▶ [ASSIGNMENT] From the line that contains "pub fn find_by_name(&self, name: &str)" to the last line of the data, every line is to be transcribed exactly; no other line is to be included.

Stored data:
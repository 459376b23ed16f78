//! Menu catalog module for the bistro ordering system.
//!
//! The catalog is the only source of prices: intake reprices every cart line
//! against it. Catalogs are pluggable implementations selected by
//! configuration, following the same trait-based pattern as storage.

use bistro_types::{ImplementationRegistry, MenuItem};
use std::collections::HashMap;
use std::sync::Arc;
use thiserror::Error;

/// Re-export implementations
pub mod implementations {
	pub mod static_menu;
}

/// Errors that can occur while building a menu catalog.
#[derive(Debug, Error)]
pub enum MenuError {
	/// Error that occurs when configuration is invalid.
	#[error("Configuration error: {0}")]
	Configuration(String),
	/// Error that occurs when a catalog breaks a uniqueness or range rule.
	#[error("Invalid menu: {0}")]
	InvalidMenu(String),
}

/// Trait defining the interface for menu catalogs.
///
/// A catalog is fixed once created. Lookups never fail, an unknown name
/// simply has no match.
pub trait MenuInterface: Send + Sync {
	/// All items in display order.
	fn items(&self) -> &[MenuItem];

	/// Finds the first item whose name matches exactly.
	fn find_by_name(&self, name: &str) -> Option<&MenuItem> {
		self.items().iter().find(|item| item.name == name)
	}
}

/// Type alias for menu factory functions.
pub type MenuFactory = fn(&toml::Value) -> Result<Box<dyn MenuInterface>, MenuError>;

/// Registry trait for menu implementations.
pub trait MenuRegistry: ImplementationRegistry<Factory = MenuFactory> {}

/// Get all registered menu implementations.
pub fn get_all_implementations() -> Vec<(&'static str, MenuFactory)> {
	use implementations::static_menu;

	vec![(static_menu::Registry::NAME, static_menu::Registry::factory())]
}

/// Service that exposes the primary catalog to the rest of the system.
///
/// Several catalogs may be configured, but only the primary one is ever
/// shown or used for pricing.
pub struct MenuService {
	/// Name of the implementation used for display and pricing.
	primary_implementation: String,
	/// The primary implementation itself.
	primary: Arc<dyn MenuInterface>,
}

impl std::fmt::Debug for MenuService {
	fn fmt(&self, f: &mut std::fmt::Formatter<'_>) -> std::fmt::Result {
		f.debug_struct("MenuService")
			.field("primary_implementation", &self.primary_implementation)
			.field("items", &self.items().len())
			.finish()
	}
}

impl MenuService {
	/// Creates a new MenuService serving the primary of the given catalogs.
	pub fn new(
		mut implementations: HashMap<String, Arc<dyn MenuInterface>>,
		primary_implementation: String,
	) -> Result<Self, MenuError> {
		let primary = implementations
			.remove(&primary_implementation)
			.ok_or_else(|| {
				MenuError::Configuration(format!(
					"Primary implementation '{}' not found in available implementations",
					primary_implementation
				))
			})?;

		for name in implementations.keys() {
			tracing::debug!(catalog = %name, "Catalog loaded but not primary, ignoring");
		}

		Ok(Self {
			primary_implementation,
			primary,
		})
	}

	/// Creates a service backed by a single catalog.
	pub fn single(name: impl Into<String>, implementation: Box<dyn MenuInterface>) -> Self {
		Self {
			primary_implementation: name.into(),
			primary: Arc::from(implementation),
		}
	}

	/// All items of the primary catalog in display order.
	pub fn items(&self) -> &[MenuItem] {
		self.primary.items()
	}

	/// Finds a menu item by exact name.
	pub fn find_by_name(&self, name: &str) -> Option<&MenuItem> {
		self.primary.find_by_name(name)
	}
}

▶ [SOLUTION TO THE PROBLEM]
	pub fn find_by_name(&self, name: &str) -> Option<&MenuItem> {
		self.primary.find_by_name(name)
	}
}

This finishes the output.